Task description:
Report every line from the material that contains the word "ndescription".

::::::::::

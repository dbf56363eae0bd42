//! # Content Store
//!
//! The [`ContentStore`] trait is the only way the rest of folio reads content. Everything
//! a store returns has already passed schema validation, so downstream code never sees a
//! partially populated entity.
//!
//! ## Implementations
//!
//! - [`fs::FileStore`]: reads Markdown documents from a content directory
//!   - Posts in `blog/*.md`, projects in `projects/*.md`
//!   - The slug is the file stem
//!   - Files are read in name order
//!
//! - [`memory::InMemoryStore`]: holds already-built entities, for tests
//!
//! ## Document Format
//!
//! ```text
//! ---
//! title: Building Agents on Azure
//! pubDate: 2026-02-25
//! ...
//! ---
//! Markdown body.
//! ```
//!
//! The frontmatter block is delimited by `---` lines and must open the file. Whatever
//! follows the closing fence is the body.
//!
//! Stores return entities in load order; sorting for display happens in the commands layer.

use crate::error::{FolioError, Result};
use crate::model::{Entity, Post, Project};
use std::collections::HashSet;

pub mod fs;
pub mod memory;

/// Read access to validated content.
pub trait ContentStore {
    /// Every post, drafts included.
    fn posts(&self) -> Result<Vec<Post>>;

    /// Every project.
    fn projects(&self) -> Result<Vec<Project>>;
}

const FENCE: &str = "---";

/// Splits a document into its frontmatter source and body.
///
/// Returns `None` when the document does not open with a fenced block.
pub fn split_frontmatter(source: &str) -> Option<(&str, &str)> {
    let source = source.strip_prefix('\u{feff}').unwrap_or(source);
    let mut lines = source.split_inclusive('\n');

    let opening = lines.next()?;
    if opening.trim_end() != FENCE {
        return None;
    }
    let start = opening.len();
    let mut offset = start;

    for line in lines {
        if line.trim_end() == FENCE {
            let body = &source[offset + line.len()..];
            return Some((&source[start..offset], body));
        }
        offset += line.len();
    }
    None
}

/// Fails when two entities in one collection share a slug.
pub(crate) fn ensure_unique_slugs<E: Entity>(collection: &str, items: &[E]) -> Result<()> {
    let mut seen = HashSet::new();
    for item in items {
        if !seen.insert(item.slug()) {
            return Err(FolioError::Content(format!(
                "duplicate {} slug `{}`",
                collection,
                item.slug()
            )));
        }
    }
    Ok(())
}
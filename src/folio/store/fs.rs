use super::{ensure_unique_slugs, split_frontmatter, ContentStore};
use crate::error::{FolioError, Result};
use crate::model::{Post, Project};
use crate::reading_time::DEFAULT_WORDS_PER_MINUTE;
use crate::schema::{validate_post, validate_project, Frontmatter};
use std::fs;
use std::path::{Path, PathBuf};

const BLOG_DIR: &str = "blog";
const PROJECTS_DIR: &str = "projects";
const EXTENSIONS: &[&str] = &["md", "markdown"];

/// One document read from disk, before validation.
struct RawDocument {
    slug: String,
    path: PathBuf,
    source: String,
}

pub struct FileStore {
    content_dir: PathBuf,
    words_per_minute: u32,
}

impl FileStore {
    pub fn new(content_dir: impl Into<PathBuf>) -> Self {
        Self {
            content_dir: content_dir.into(),
            words_per_minute: DEFAULT_WORDS_PER_MINUTE,
        }
    }

    pub fn with_words_per_minute(mut self, words_per_minute: u32) -> Self {
        self.words_per_minute = words_per_minute;
        self
    }

    pub fn content_dir(&self) -> &Path {
        &self.content_dir
    }

    fn read_collection(&self, name: &str) -> Result<Vec<RawDocument>> {
        let dir = self.content_dir.join(name);
        if !dir.is_dir() {
            tracing::warn!(dir = %dir.display(), "content collection not found, treating as empty");
            return Ok(Vec::new());
        }

        let mut paths = Vec::new();
        for entry in fs::read_dir(&dir)? {
            let path = entry?.path();
            let is_document = path.is_file()
                && path
                    .extension()
                    .and_then(|e| e.to_str())
                    .is_some_and(|e| EXTENSIONS.contains(&e));
            if is_document {
                paths.push(path);
            }
        }
        paths.sort();

        let mut docs = Vec::with_capacity(paths.len());
        for path in paths {
            let slug = match path.file_stem().and_then(|s| s.to_str()) {
                Some(stem) => stem.to_string(),
                None => {
                    return Err(FolioError::Document {
                        path,
                        message: "file name is not valid UTF-8".to_string(),
                    })
                }
            };
            let source = fs::read_to_string(&path)?;
            tracing::debug!(path = %path.display(), %slug, "read document");
            docs.push(RawDocument { slug, path, source });
        }
        Ok(docs)
    }
}

fn parse_document(doc: &RawDocument) -> Result<(Frontmatter, &str)> {
    let (yaml, body) = split_frontmatter(&doc.source).ok_or_else(|| FolioError::Document {
        path: doc.path.clone(),
        message: "missing `---` frontmatter block".to_string(),
    })?;
    let fm = Frontmatter::from_yaml(yaml).map_err(|e| FolioError::Document {
        path: doc.path.clone(),
        message: e.to_string(),
    })?;
    Ok((fm, body))
}

impl ContentStore for FileStore {
    fn posts(&self) -> Result<Vec<Post>> {
        let mut posts = Vec::new();
        for doc in self.read_collection(BLOG_DIR)? {
            let (fm, body) = parse_document(&doc)?;
            let post = validate_post(&doc.slug, &fm, body, self.words_per_minute).map_err(
                |source| FolioError::Schema {
                    path: doc.path.clone(),
                    source,
                },
            )?;
            posts.push(post);
        }
        ensure_unique_slugs("post", &posts)?;
        tracing::debug!(count = posts.len(), "loaded posts");
        Ok(posts)
    }

    fn projects(&self) -> Result<Vec<Project>> {
        let mut projects = Vec::new();
        for doc in self.read_collection(PROJECTS_DIR)? {
            let (fm, body) = parse_document(&doc)?;
            let project =
                validate_project(&doc.slug, &fm, body).map_err(|source| FolioError::Schema {
                    path: doc.path.clone(),
                    source,
                })?;
            projects.push(project);
        }
        ensure_unique_slugs("project", &projects)?;
        tracing::debug!(count = projects.len(), "loaded projects");
        Ok(projects)
    }
}

#[cfg(test)]
mod tests {
    use super::*;
    use crate::model::{Pillar, ProjectStatus};
    use tempfile::TempDir;

    const POST: &str = "---\ntitle: Hello\ndescription: First post.\npubDate: 2026-02-01\npillar: development\nformat: opinion\ntags: []\n---\nSome words here.\n";

    const PROJECT: &str = "---\ntitle: Folio\ndescription: This site.\ngithubUrl: https://github.com/example/folio\ntechStack: [Rust]\nstatus: active\nunknownKey: dropped\n---\n";

    fn setup() -> (TempDir, FileStore) {
        let dir = TempDir::new().unwrap();
        fs::create_dir_all(dir.path().join(BLOG_DIR)).unwrap();
        fs::create_dir_all(dir.path().join(PROJECTS_DIR)).unwrap();
        let store = FileStore::new(dir.path());
        (dir, store)
    }

    fn write(dir: &TempDir, rel: &str, content: &str) {
        fs::write(dir.path().join(rel), content).unwrap();
    }

    #[test]
    fn test_loads_posts_in_name_order_with_slug_from_stem() {
        let (dir, store) = setup();
        write(&dir, "blog/b-second.md", POST);
        write(&dir, "blog/a-first.md", POST);
        write(&dir, "blog/notes.txt", "ignored");

        let posts = store.posts().unwrap();
        let slugs: Vec<_> = posts.iter().map(|p| p.slug.as_str()).collect();
        assert_eq!(slugs, vec!["a-first", "b-second"]);
        assert_eq!(posts[0].pillar, Pillar::Development);
        assert_eq!(posts[0].body, "Some words here.\n");
        assert_eq!(posts[0].minutes_read, Some(1));
    }

    #[test]
    fn test_blank_body_has_no_read_time() {
        let (dir, store) = setup();
        write(&dir, "blog/empty.md", POST.replace("Some words here.\n", "\n").as_str());
        assert_eq!(store.posts().unwrap()[0].minutes_read, None);
    }

    #[test]
    fn test_words_per_minute_is_configurable() {
        let (dir, store) = setup();
        let store = store.with_words_per_minute(1);
        write(&dir, "blog/p.md", POST);
        assert_eq!(store.posts().unwrap()[0].minutes_read, Some(3));
    }

    #[test]
    fn test_loads_projects() {
        let (dir, store) = setup();
        write(&dir, "projects/folio.md", PROJECT);
        let projects = store.projects().unwrap();
        assert_eq!(projects.len(), 1);
        assert_eq!(projects[0].slug, "folio");
        assert_eq!(projects[0].status, ProjectStatus::Active);
        assert!(!projects[0].featured);
        assert_eq!(projects[0].sort_order, 0.0);
    }

    #[test]
    fn test_missing_collection_is_empty() {
        let dir = TempDir::new().unwrap();
        let store = FileStore::new(dir.path());
        assert!(store.posts().unwrap().is_empty());
        assert!(store.projects().unwrap().is_empty());
    }

    #[test]
    fn test_schema_error_names_file_and_field() {
        let (dir, store) = setup();
        write(&dir, "blog/ok.md", POST);
        write(
            &dir,
            "blog/bad.md",
            &POST.replace("pillar: development", "pillar: random-topic"),
        );
        let err = store.posts().unwrap_err();
        match &err {
            FolioError::Schema { path, source } => {
                assert!(path.ends_with("blog/bad.md"));
                assert_eq!(source.field, "pillar");
            }
            other => panic!("unexpected error: {:?}", other),
        }
        assert!(err.to_string().contains("random-topic"));
    }

    #[test]
    fn test_missing_frontmatter_is_a_document_error() {
        let (dir, store) = setup();
        write(&dir, "blog/plain.md", "# Just markdown\n");
        let err = store.posts().unwrap_err();
        assert!(matches!(err, FolioError::Document { .. }));
        assert!(err.to_string().contains("frontmatter"));
    }

    #[test]
    fn test_malformed_yaml_is_a_document_error() {
        let (dir, store) = setup();
        write(&dir, "blog/broken.md", "---\ntitle: [unclosed\n---\n");
        assert!(matches!(
            store.posts().unwrap_err(),
            FolioError::Document { .. }
        ));
    }

    #[test]
    fn test_duplicate_slug_across_extensions() {
        let (dir, store) = setup();
        write(&dir, "blog/same.md", POST);
        write(&dir, "blog/same.markdown", POST);
        let err = store.posts().unwrap_err();
        assert!(err.to_string().contains("duplicate post slug `same`"));
    }
}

::::::::::

Response to the exercise:
    const POST: &str = "---\ntitle: Hello\ndescription: First post.\npubDate: 2026-02-01\npillar: development\nformat: opinion\ntags: []\n---\nSome words here.\n";
    const PROJECT: &str = "---\ntitle: Folio\ndescription: This site.\ngithubUrl: https://github.com/example/folio\ntechStack: [Rust]\nstatus: active\nunknownKey: dropped\n---\n";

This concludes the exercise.